I recall reading how someone quoted from the wonderful teacher Norman Fischer’s Mountains and Rivers Sutra.
“When the Chinese encountered the word ‘dhyana’, the Pali word for meditation, they translated it into something that sounded like ‘dhyana’ in Chinese. They chose the word ‘Chan’ which became ‘zen’ in Japan. But ‘Chan’ or ‘zen’ doesn’t mean meditation, it only sounds like the Pali word that means meditation. The literal meaning of ‘Chan’ is ‘to bow before mountains and rivers.’”
As Zen is the Japanese pronunciation of Chan, it might be interesting to know.
He, the quoter, then asked if anyone could verify that definition for the word.
This was social media, and it opened quite the range of comments. Mostly of the posturing sort. Of course there were a couple of amateur Zen masters sneering about the inferiority of dualistic thought.
Another offered a view of whether the word dhyana is Sanskrit or Pali. Apparently certain this was particularly meaningful, rather than a small correction.
Others were more serious. The bottom line of it is that there seems to be no natural connection of Chan to “mountains and rivers.”

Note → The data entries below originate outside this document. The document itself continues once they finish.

//! End-to-End Tests for the focusclock CLI.
//!
//! These tests run the built binary:
//! - TC-E-001: Help and completions
//! - TC-E-002: Argument validation
//! - TC-E-003: Daemon not running
//! - TC-E-004: Alarm workflow against a live daemon
//! - TC-E-005: Countdown workflow against a live daemon
//! - TC-E-006: Pomodoro task workflow against a live daemon

use std::path::{Path, PathBuf};
use std::process::{Child, Command as StdCommand, Stdio};
use std::thread;
use std::time::{Duration, Instant};

use assert_cmd::cargo::CommandCargoExt;
use assert_cmd::Command;
use predicates::prelude::*;

// ============================================================================
// Test Helpers
// ============================================================================

/// Command for the focusclock binary, isolated from the user's data directory.
fn focusclock(home: &Path) -> Command {
    let mut cmd = Command::cargo_bin("focusclock").unwrap();
    cmd.env("FOCUSCLOCK_HOME", home).env_remove("RUST_LOG");
    cmd
}

/// Daemon process that is killed when dropped.
struct DaemonGuard {
    child: Child,
    socket: PathBuf,
}

impl DaemonGuard {
    /// Starts a muted daemon in `data_dir` and waits for its socket.
    fn start(data_dir: &Path) -> Self {
        let socket = data_dir.join("e2e.sock");
        let child = StdCommand::cargo_bin("focusclock")
            .unwrap()
            .args(["daemon", "--mute", "--data-dir"])
            .arg(data_dir)
            .arg("--socket")
            .arg(&socket)
            .stdout(Stdio::null())
            .stderr(Stdio::null())
            .spawn()
            .unwrap();

        let deadline = Instant::now() + Duration::from_secs(10);
        while !socket.exists() {
            assert!(Instant::now() < deadline, "daemon did not create its socket");
            thread::sleep(Duration::from_millis(50));
        }

        Self { child, socket }
    }

    fn socket(&self) -> &Path {
        &self.socket
    }
}

impl Drop for DaemonGuard {
    fn drop(&mut self) {
        let _ = self.child.kill();
        let _ = self.child.wait();
    }
}

// ============================================================================
// TC-E-001: Help and Completions
// ============================================================================

/// TC-E-001: ヘルプとシェル補完の出力
///
/// 期待結果: サブコマンドが一覧され、補完スクリプトが出力される
#[test]
fn tc_e_001_help_and_completions() {
    let home = tempfile::tempdir().unwrap();

    focusclock(home.path())
        .arg("--help")
        .assert()
        .success()
        .stdout(predicate::str::contains("alarm"))
        .stdout(predicate::str::contains("timer"))
        .stdout(predicate::str::contains("daemon"));

    focusclock(home.path())
        .args(["completions", "bash"])
        .assert()
        .success()
        .stdout(predicate::str::contains("focusclock"));
}

// ============================================================================
// TC-E-002: Argument Validation
// ============================================================================

/// TC-E-002: 不正な引数は Daemon に送られる前に拒否される
#[test]
fn tc_e_002_invalid_arguments_are_rejected() {
    let home = tempfile::tempdir().unwrap();

    focusclock(home.path())
        .args(["alarm", "add", "25:00"])
        .assert()
        .failure()
        .stderr(predicate::str::contains("0-23"));

    focusclock(home.path())
        .args(["alarm", "add", "07:00", "--repeat", "custom", "--days", "funday"])
        .assert()
        .failure();

    focusclock(home.path())
        .args(["timer", "start", "--minutes", "0"])
        .assert()
        .failure();
}

// ============================================================================
// TC-E-003: Daemon Not Running
// ============================================================================

/// TC-E-003: Daemon未起動時はエラーを表示して終了コード1
#[test]
fn tc_e_003_daemon_not_running() {
    let home = tempfile::tempdir().unwrap();

    focusclock(home.path())
        .args(["alarm", "list", "--socket"])
        .arg(home.path().join("missing.sock"))
        .assert()
        .code(1)
        .stderr(predicate::str::contains("エラー"))
        .stderr(predicate::str::contains("focusclock daemon"));
}

// ============================================================================
// TC-E-004: Alarm Workflow
// ============================================================================

/// TC-E-004: アラームの追加・一覧・オン・削除
///
/// 前提条件: 空のデータディレクトリで Daemon を起動
/// テスト手順:
/// 1. `alarm list` で既定アラームを確認
/// 2. `alarm add 06:30 --name Gym --repeat weekdays --on`
/// 3. `alarm off 3` と `alarm delete 3`
/// 期待結果: 各コマンドが成功し、一覧に反映される
#[test]
fn tc_e_004_alarm_workflow() {
    let data_dir = tempfile::tempdir().unwrap();
    let daemon = DaemonGuard::start(data_dir.path());
    let run = |args: &[&str]| {
        let mut cmd = focusclock(data_dir.path());
        cmd.args(args).arg("--socket").arg(daemon.socket());
        cmd.assert()
    };

    run(&["alarm", "list"])
        .success()
        .stdout(predicate::str::contains("#0 09 : 30 AM"))
        .stdout(predicate::str::contains("#2 08 : 45 PM"));

    run(&["alarm", "add", "06:30", "--name", "Gym", "--repeat", "weekdays", "--on"])
        .success()
        .stdout(predicate::str::contains("アラームを追加しました"))
        .stdout(predicate::str::contains("次回"));

    run(&["alarm", "list"])
        .success()
        .stdout(predicate::str::contains("[on ] #3 06 : 30 AM  Gym  (Mon - Fri)"));

    run(&["alarm", "off", "3"])
        .success()
        .stdout(predicate::str::contains("アラームをオフにしました"));

    run(&["alarm", "delete", "3"])
        .success()
        .stdout(predicate::str::contains("アラームを削除しました"));

    run(&["alarm", "list"])
        .success()
        .stdout(predicate::str::contains("Gym").not());

    run(&["alarm", "on", "42"])
        .code(1)
        .stderr(predicate::str::contains("エラー"));
}

// ============================================================================
// TC-E-005: Countdown Workflow
// ============================================================================

/// TC-E-005: カウントダウンの開始・一時停止・停止と設定変更
#[test]
fn tc_e_005_countdown_workflow() {
    let data_dir = tempfile::tempdir().unwrap();
    let daemon = DaemonGuard::start(data_dir.path());
    let run = |args: &[&str]| {
        let mut cmd = focusclock(data_dir.path());
        cmd.args(args).arg("--socket").arg(daemon.socket());
        cmd.assert()
    };

    run(&["timer", "status"])
        .success()
        .stdout(predicate::str::contains("停止中"))
        .stdout(predicate::str::contains("25:00"));

    run(&["timer", "start", "--minutes", "10"])
        .success()
        .stdout(predicate::str::contains("タイマーを開始しました"));

    run(&["timer", "start"])
        .code(1)
        .stderr(predicate::str::contains("既に実行中"));

    run(&["timer", "pause"])
        .success()
        .stdout(predicate::str::contains("タイマーを一時停止しました"));

    run(&["timer", "status"])
        .success()
        .stdout(predicate::str::contains("一時停止中"));

    run(&["timer", "stop"]).success();

    run(&["timer", "config", "--focus", "40", "--vibration", "false"])
        .success()
        .stdout(predicate::str::contains("集中時間: 40分"))
        .stdout(predicate::str::contains("バイブレーション: オフ"));

    run(&["timer", "status"])
        .success()
        .stdout(predicate::str::contains("40:00"));
}

// ============================================================================
// TC-E-006: Pomodoro Task Workflow
// ============================================================================

/// TC-E-006: タスクの追加・選択・完了・削除
///
/// 前提条件: 空のデータディレクトリで Daemon を起動
/// テスト手順:
/// 1. `timer task add "Write report" --estimate 4`
/// 2. `timer task select 0` と `timer task list`
/// 3. `timer task done 0`、`timer task delete 0`
/// 期待結果: 選択中のタスクに印が付き、削除後は一覧が空になる
#[test]
fn tc_e_006_task_workflow() {
    let data_dir = tempfile::tempdir().unwrap();
    let daemon = DaemonGuard::start(data_dir.path());
    let run = |args: &[&str]| {
        let mut cmd = focusclock(data_dir.path());
        cmd.args(args).arg("--socket").arg(daemon.socket());
        cmd.assert()
    };

    run(&["timer", "task", "list"])
        .success()
        .stdout(predicate::str::contains("タスクはありません"));

    run(&["timer", "task", "add", "Write report", "--estimate", "4"])
        .success()
        .stdout(predicate::str::contains("タスクを追加しました: #0 Write report"));

    run(&["timer", "task", "select", "0"])
        .success()
        .stdout(predicate::str::contains("タスクを選択しました"));

    run(&["timer", "task", "list"])
        .success()
        .stdout(predicate::str::contains("> [ ] #0 Write report  0/4"));

    run(&["timer", "task", "done", "0"])
        .success()
        .stdout(predicate::str::contains("タスクを完了にしました"));

    run(&["timer", "task", "select", "9"])
        .code(1)
        .stderr(predicate::str::contains("タスクが見つかりません"));

    run(&["timer", "task", "delete", "0"]).success();

    run(&["timer", "task", "list"])
        .success()
        .stdout(predicate::str::contains("タスクはありません"));
}
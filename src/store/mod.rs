//! Persistent key-value storage and the two stores built on it.
//!
//! # Architecture
//!
//! ```text
//! ┌──────────────────┐   ┌──────────────────┐
//! │    AlarmStore    │   │  CountdownStore  │
//! └────────┬─────────┘   └────────┬─────────┘
//!          │                      │
//!          ▼                      ▼
//! ┌─────────────────────────────────────────┐
//! │      KeyValueStore (get/put/clear)      │
//! ├────────────────────┬────────────────────┤
//! │     FileStore      │    MemoryStore     │
//! │  <dir>/<key>.json  │   (tests/mocks)    │
//! └────────────────────┴────────────────────┘
//! ```
//!
//! Both stores serialize a versioned JSON envelope under a fixed key and
//! degrade to empty/default state when the stored bytes cannot be parsed.

pub mod alarms;
pub mod countdown;
mod error;

use std::collections::HashMap;
use std::fs;
use std::io::ErrorKind;
use std::path::{Path, PathBuf};
use std::sync::atomic::{AtomicBool, Ordering};
use std::sync::{Mutex, PoisonError};

use serde::de::DeserializeOwned;
use serde::{Deserialize, Serialize};
use tracing::{debug, warn};

pub use alarms::AlarmStore;
pub use countdown::CountdownStore;
pub use error::StoreError;

/// Schema version written into every persisted envelope.
pub const SCHEMA_VERSION: u32 = 1;

/// Persisted wrapper adding the schema version next to the body fields.
#[derive(Debug, Serialize, Deserialize)]
struct Envelope<T> {
    version: u32,
    #[serde(flatten)]
    body: T,
}

/// Encodes `body` inside a versioned envelope and writes it under `key`.
fn write_versioned<T: Serialize>(
    backend: &dyn KeyValueStore,
    key: &str,
    body: &T,
) -> Result<(), StoreError> {
    let envelope = Envelope {
        version: SCHEMA_VERSION,
        body,
    };
    let bytes =
        serde_json::to_vec_pretty(&envelope).map_err(|e| StoreError::Serialization(e.to_string()))?;
    backend.put(key, &bytes)
}

/// Reads a versioned envelope from `key`.
///
/// Missing, unreadable, malformed and newer-than-supported values all yield
/// `None`; all but the first are logged.
fn read_versioned<T: DeserializeOwned>(backend: &dyn KeyValueStore, key: &str) -> Option<T> {
    let bytes = match backend.get(key) {
        Ok(Some(bytes)) => bytes,
        Ok(None) => return None,
        Err(e) => {
            warn!("Failed to read {}: {}, using defaults", key, e);
            return None;
        }
    };

    match serde_json::from_slice::<Envelope<T>>(&bytes) {
        Ok(envelope) if envelope.version > SCHEMA_VERSION => {
            warn!(
                "Ignoring {} written by a newer version (schema {}, supported {})",
                key, envelope.version, SCHEMA_VERSION
            );
            None
        }
        Ok(envelope) => Some(envelope.body),
        Err(e) => {
            warn!("Discarding malformed {}: {}", key, e);
            None
        }
    }
}

/// Byte-oriented key-value persistence.
pub trait KeyValueStore: Send + Sync {
    /// Reads the value stored under `key`, if any.
    ///
    /// # Errors
    ///
    /// Returns an error if the backing storage cannot be read.
    fn get(&self, key: &str) -> Result<Option<Vec<u8>>, StoreError>;

    /// Stores `value` under `key`, replacing any previous value.
    ///
    /// # Errors
    ///
    /// Returns an error if the value cannot be written.
    fn put(&self, key: &str, value: &[u8]) -> Result<(), StoreError>;

    /// Removes every stored key.
    ///
    /// # Errors
    ///
    /// Returns an error if the backing storage cannot be cleared.
    fn clear(&self) -> Result<(), StoreError>;
}

// ============================================================================
// FileStore
// ============================================================================

/// Stores each key as `<dir>/<key>.json`.
///
/// Writes go to a temporary sibling file first and are renamed into place,
/// so a crash mid-write leaves the previous value intact.
#[derive(Debug, Clone)]
pub struct FileStore {
    dir: PathBuf,
}

impl FileStore {
    /// Opens a store rooted at `dir`, creating the directory if needed.
    ///
    /// # Errors
    ///
    /// Returns `StoreError::DirectoryCreation` if the directory cannot be created.
    pub fn open(dir: impl Into<PathBuf>) -> Result<Self, StoreError> {
        let dir = dir.into();
        fs::create_dir_all(&dir)
            .map_err(|e| StoreError::DirectoryCreation(format!("{}: {}", dir.display(), e)))?;
        Ok(Self { dir })
    }

    /// Returns the root directory.
    #[must_use]
    pub fn dir(&self) -> &Path {
        &self.dir
    }

    fn path_for(&self, key: &str) -> PathBuf {
        self.dir.join(format!("{key}.json"))
    }
}

impl KeyValueStore for FileStore {
    fn get(&self, key: &str) -> Result<Option<Vec<u8>>, StoreError> {
        let path = self.path_for(key);
        match fs::read(&path) {
            Ok(bytes) => Ok(Some(bytes)),
            Err(e) if e.kind() == ErrorKind::NotFound => Ok(None),
            Err(e) => Err(StoreError::ReadFailed(format!("{}: {}", path.display(), e))),
        }
    }

    fn put(&self, key: &str, value: &[u8]) -> Result<(), StoreError> {
        let path = self.path_for(key);
        let tmp_path = self.dir.join(format!("{key}.json.tmp"));

        fs::write(&tmp_path, value)
            .map_err(|e| StoreError::WriteFailed(format!("{}: {}", tmp_path.display(), e)))?;
        fs::rename(&tmp_path, &path)
            .map_err(|e| StoreError::WriteFailed(format!("{}: {}", path.display(), e)))?;

        debug!("Persisted {} ({} bytes)", key, value.len());
        Ok(())
    }

    fn clear(&self) -> Result<(), StoreError> {
        let entries = fs::read_dir(&self.dir)
            .map_err(|e| StoreError::ReadFailed(format!("{}: {}", self.dir.display(), e)))?;

        for entry in entries.flatten() {
            let path = entry.path();
            if path.extension().is_some_and(|ext| ext == "json") {
                fs::remove_file(&path)
                    .map_err(|e| StoreError::WriteFailed(format!("{}: {}", path.display(), e)))?;
            }
        }
        Ok(())
    }
}

// ============================================================================
// MemoryStore
// ============================================================================

/// In-memory store for tests and ephemeral use.
#[derive(Debug, Default)]
pub struct MemoryStore {
    entries: Mutex<HashMap<String, Vec<u8>>>,
    should_fail: AtomicBool,
}

impl MemoryStore {
    #[must_use]
    pub fn new() -> Self {
        Self::default()
    }

    /// Makes every following `put` fail, as a full disk would.
    pub fn set_should_fail(&self, should_fail: bool) {
        self.should_fail.store(should_fail, Ordering::SeqCst);
    }

    /// Number of stored keys.
    #[must_use]
    pub fn len(&self) -> usize {
        self.entries
            .lock()
            .unwrap_or_else(PoisonError::into_inner)
            .len()
    }

    /// Returns true if nothing is stored.
    #[must_use]
    pub fn is_empty(&self) -> bool {
        self.len() == 0
    }
}

impl KeyValueStore for MemoryStore {
    fn get(&self, key: &str) -> Result<Option<Vec<u8>>, StoreError> {
        Ok(self
            .entries
            .lock()
            .unwrap_or_else(PoisonError::into_inner)
            .get(key)
            .cloned())
    }

    fn put(&self, key: &str, value: &[u8]) -> Result<(), StoreError> {
        if self.should_fail.load(Ordering::SeqCst) {
            return Err(StoreError::WriteFailed(format!("{key}: mock failure")));
        }
        self.entries
            .lock()
            .unwrap_or_else(PoisonError::into_inner)
            .insert(key.to_string(), value.to_vec());
        Ok(())
    }

    fn clear(&self) -> Result<(), StoreError> {
        self.entries
            .lock()
            .unwrap_or_else(PoisonError::into_inner)
            .clear();
        Ok(())
    }
}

The Venerable Fischer is a poet. He is also a practitioner of the discipline. And a teacher of our intimate way. And wherever he picked up that “The literal meaning of ‘Chan’ is ‘to bow before mountains and rivers’” I personally find a connection between worshiping Heaven, Sacrificing to the Earth, and bowing to the Mountains and Rivers, and just sitting.
What is Zen?
To bow before mountains and rivers.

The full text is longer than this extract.